Antonio Martínez Sarrión
Un
día me di cuenta de que mi vida había cambiado porque me percaté de que
caminaba de distinta forma a como lo hacía antes, y
no solo eso, sino que lo hacía como mi padre, aunque yo no era como mi padre ni
como mi padre con mi misma edad. Cuando mi padre tenía treinta años trabajaba doce horas
al día, tenía una hija de un año y una mujer que parecía de piedra, o eso decía
mi padre. Una mujer, mi madre, incapaz de venirse abajo.
Noté que había cambiado, os digo.
Caminaba de manera distinta: mucho más despacio, con la mirada al frente, y los
pocos poemas que escribía ya no hablaban del dolor o de las mil caras del
dolor. Por el contrario, cuando me supe distinto reparé en el sujeto poético de
mis nuevos poemas: un hombre con sueños, también un hombre con las manos manchadas de
polvo y la espalda torcida, pero sobre todo lo primero, repito, un hombre con
sueños, y me dije que aquello era entonces lo importante.
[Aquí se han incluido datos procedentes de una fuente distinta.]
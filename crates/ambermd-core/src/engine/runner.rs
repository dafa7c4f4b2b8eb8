use std::fmt;
use std::io::Write;
use std::path::{Path, PathBuf};
use std::process::{Command, Stdio};
use tracing::{debug, error, trace};

use super::error::EngineError;

/// A fully described external command: what to run, where, and what to feed it.
#[derive(Debug, Clone, PartialEq, Eq)]
pub struct CommandSpec {
    pub program: PathBuf,
    pub args: Vec<String>,
    pub workdir: PathBuf,
    /// Text written to the child's stdin, for tools that prompt interactively.
    pub stdin: Option<String>,
}

impl CommandSpec {
    pub fn new(program: impl Into<PathBuf>, workdir: impl Into<PathBuf>) -> Self {
        Self {
            program: program.into(),
            args: Vec::new(),
            workdir: workdir.into(),
            stdin: None,
        }
    }

    pub fn arg(mut self, arg: impl AsRef<str>) -> Self {
        self.args.push(arg.as_ref().to_string());
        self
    }

    pub fn path_arg(mut self, path: impl AsRef<Path>) -> Self {
        self.args.push(path.as_ref().display().to_string());
        self
    }

    pub fn args<I, S>(mut self, args: I) -> Self
    where
        I: IntoIterator<Item = S>,
        S: AsRef<str>,
    {
        self.args
            .extend(args.into_iter().map(|a| a.as_ref().to_string()));
        self
    }

    pub fn stdin(mut self, input: impl Into<String>) -> Self {
        self.stdin = Some(input.into());
        self
    }

    /// The value following `flag` in the argument list, if any.
    pub fn flag_value(&self, flag: &str) -> Option<&str> {
        self.args
            .iter()
            .position(|a| a == flag)
            .and_then(|i| self.args.get(i + 1))
            .map(String::as_str)
    }

    pub fn program_name(&self) -> String {
        self.program
            .file_name()
            .map(|name| name.to_string_lossy().into_owned())
            .unwrap_or_else(|| self.program.display().to_string())
    }
}

impl fmt::Display for CommandSpec {
    fn fmt(&self, f: &mut fmt::Formatter<'_>) -> fmt::Result {
        if let Some(input) = &self.stdin {
            write!(f, "echo {} | ", shell_quote(input.trim_end()))?;
        }
        write!(f, "{}", shell_quote(&self.program.display().to_string()))?;
        for arg in &self.args {
            write!(f, " {}", shell_quote(arg))?;
        }
        Ok(())
    }
}

fn shell_quote(s: &str) -> String {
    if !s.is_empty()
        && s
            .chars()
            .all(|c| c.is_ascii_alphanumeric() || "-_./=:+,@%".contains(c))
    {
        s.to_string()
    } else {
        format!("'{}'", s.replace('\'', r"'\''"))
    }
}

#[derive(Debug, Clone, Copy, PartialEq, Eq)]
pub enum JobStatus {
    Success,
    Fail,
}

#[derive(Debug, Clone, PartialEq, Eq)]
pub struct JobResult {
    pub status: JobStatus,
    pub exit_code: Option<i32>,
    pub stdout: String,
    pub stderr: String,
}

impl JobResult {
    pub fn is_success(&self) -> bool {
        self.status == JobStatus::Success
    }
}

/// Launches external commands. The pipeline only ever talks to this seam.
pub trait Executor {
    /// Runs `command` to completion and reports how it exited.
    ///
    /// # Errors
    ///
    /// Fails only when the process could not be started at all; a non-zero
    /// exit is a normal [`JobStatus::Fail`] result.
    fn invoke(&self, command: &CommandSpec) -> Result<JobResult, EngineError>;
}

/// Runs commands as child processes of the current one.
#[derive(Debug, Default, Clone, Copy)]
pub struct ProcessExecutor;

impl Executor for ProcessExecutor {
    fn invoke(&self, command: &CommandSpec) -> Result<JobResult, EngineError> {
        let spawn_error = |e: std::io::Error| EngineError::JobExecution {
            command: command.to_string(),
            message: format!("failed to start process: {}", e),
        };

        let mut child = Command::new(&command.program)
            .args(&command.args)
            .current_dir(&command.workdir)
            .stdin(if command.stdin.is_some() {
                Stdio::piped()
            } else {
                Stdio::null()
            })
            .stdout(Stdio::piped())
            .stderr(Stdio::piped())
            .spawn()
            .map_err(spawn_error)?;

        if let (Some(input), Some(mut pipe)) = (&command.stdin, child.stdin.take()) {
            pipe.write_all(input.as_bytes()).map_err(spawn_error)?;
        }

        let output = child.wait_with_output().map_err(spawn_error)?;
        Ok(JobResult {
            status: if output.status.success() {
                JobStatus::Success
            } else {
                JobStatus::Fail
            },
            exit_code: output.status.code(),
            stdout: String::from_utf8_lossy(&output.stdout).into_owned(),
            stderr: String::from_utf8_lossy(&output.stderr).into_owned(),
        })
    }
}

#[derive(Debug, Clone, PartialEq, Eq)]
pub struct RunOptions {
    pub fail_on_nonzero: bool,
    /// Replaces the default failure message when the command fails.
    pub failure_message: Option<String>,
}

impl Default for RunOptions {
    fn default() -> Self {
        Self {
            fail_on_nonzero: true,
            failure_message: None,
        }
    }
}

impl RunOptions {
    pub fn with_message(message: impl Into<String>) -> Self {
        Self {
            fail_on_nonzero: true,
            failure_message: Some(message.into()),
        }
    }

    pub fn tolerate_failure() -> Self {
        Self {
            fail_on_nonzero: false,
            failure_message: None,
        }
    }
}

/// Synchronous, fail-fast execution of external jobs.
#[derive(Clone, Copy)]
pub struct JobRunner<'a> {
    executor: &'a dyn Executor,
}

impl<'a> JobRunner<'a> {
    pub fn new(executor: &'a dyn Executor) -> Self {
        Self { executor }
    }

    pub fn run(&self, command: &CommandSpec) -> Result<JobResult, EngineError> {
        self.run_with(command, RunOptions::default())
    }

    pub fn run_with(
        &self,
        command: &CommandSpec,
        options: RunOptions,
    ) -> Result<JobResult, EngineError> {
        debug!(command = %command, workdir = %command.workdir.display(), "Running external job");
        let result = self.executor.invoke(command)?;

        if result.is_success() {
            trace!(command = %command, "External job succeeded");
            return Ok(result);
        }

        error!("{} run failed", command);
        debug!("stdout:\n{}", result.stdout);
        debug!("stderr:\n{}", result.stderr);

        if options.fail_on_nonzero {
            let message = options.failure_message.unwrap_or_else(|| match result.exit_code {
                Some(code) => format!("{} run failed (exit code {})", command, code),
                None => format!("{} run failed (terminated by signal)", command),
            });
            return Err(EngineError::JobExecution {
                command: command.to_string(),
                message,
            });
        }

        Ok(result)
    }
}


#[cfg(test)]
mod tests {
    use super::testing::RecordingExecutor;
    use super::*;

    fn command() -> CommandSpec {
        CommandSpec::new("tleap", "/tmp").args(["-f", "leap.in"])
    }

    #[test]
    fn display_renders_a_shell_like_line() {
        let spec = CommandSpec::new("gmx", "/tmp")
            .args(["make_ndx", "-f", "my file.pdb"])
            .stdin("q\n");
        assert_eq!(spec.to_string(), "echo q | gmx make_ndx -f 'my file.pdb'");
        assert_eq!(command().to_string(), "tleap -f leap.in");
    }

    #[test]
    fn flag_value_finds_the_following_argument() {
        let spec = command();
        assert_eq!(spec.flag_value("-f"), Some("leap.in"));
        assert_eq!(spec.flag_value("-o"), None);
        assert_eq!(CommandSpec::new("/usr/bin/tleap", ".").program_name(), "tleap");
    }

    #[test]
    fn zero_exit_returns_success() {
        let executor = RecordingExecutor::new();
        let result = JobRunner::new(&executor).run(&command()).unwrap();
        assert_eq!(result.status, JobStatus::Success);
        assert_eq!(executor.calls().len(), 1);
    }

    #[test]
    fn nonzero_exit_raises_with_default_message_naming_the_command() {
        let executor = RecordingExecutor::new().fail_on("tleap");
        let err = JobRunner::new(&executor).run(&command()).unwrap_err();
        match err {
            EngineError::JobExecution { command, message } => {
                assert_eq!(command, "tleap -f leap.in");
                assert!(message.starts_with("tleap -f leap.in run failed"));
            }
            other => panic!("unexpected error: {other:?}"),
        }
    }

    #[test]
    fn nonzero_exit_raises_with_supplied_message() {
        let executor = RecordingExecutor::new().fail_on("tleap");
        let err = JobRunner::new(&executor)
            .run_with(&command(), RunOptions::with_message("check the ligand charge"))
            .unwrap_err();
        assert!(matches!(
            err,
            EngineError::JobExecution { ref message, .. } if message == "check the ligand charge"
        ));
    }

    #[test]
    fn nonzero_exit_without_fail_on_nonzero_returns_fail() {
        let executor = RecordingExecutor::new().fail_on("tleap");
        let result = JobRunner::new(&executor)
            .run_with(&command(), RunOptions::tolerate_failure())
            .unwrap();
        assert_eq!(result.status, JobStatus::Fail);
        assert_eq!(result.stderr, "simulated failure");
    }

    #[cfg(unix)]
    #[test]
    fn process_executor_captures_streams_and_status() {
        let dir = tempfile::tempdir().unwrap();
        let ok = CommandSpec::new("sh", dir.path()).args(["-c", "cat; echo err >&2"]).stdin("hello");
        let result = ProcessExecutor.invoke(&ok).unwrap();
        assert!(result.is_success());
        assert_eq!(result.stdout, "hello");
        assert_eq!(result.stderr, "err\n");

        let failing = CommandSpec::new("sh", dir.path()).args(["-c", "exit 3"]);
        let result = ProcessExecutor.invoke(&failing).unwrap();
        assert_eq!(result.status, JobStatus::Fail);
        assert_eq!(result.exit_code, Some(3));
    }

    #[test]
    fn process_executor_reports_unstartable_programs() {
        let dir = tempfile::tempdir().unwrap();
        let spec = CommandSpec::new("definitely-not-a-real-binary-xyz", dir.path());
        assert!(matches!(
            ProcessExecutor.invoke(&spec),
            Err(EngineError::JobExecution { .. })
        ));
    }
}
Mi padre también tuvo sueños. Sueños que
yo llamo normales, pero que quizá
sean sueños clásicos, y es entonces cuando digo que quizá fueran sueños grandes,
amplios, viejos e incomparables a mis sueños de joven escritor en ciernes. Esos
sueños eran hacer feliz a su mujer, ver crecer a sus tres hijos y construir una
casa para los cinco, una casa donde no nos estorbáramos, donde pudiéramos
ducharnos sin tener que calentar el agua en un fogón; una casa donde tuviéramos
sitio para correr y hacer diabluras, no sé, romper el cristal de una ventana,
regar las plantas con anís o pintar las paredes con pintauñas rojo.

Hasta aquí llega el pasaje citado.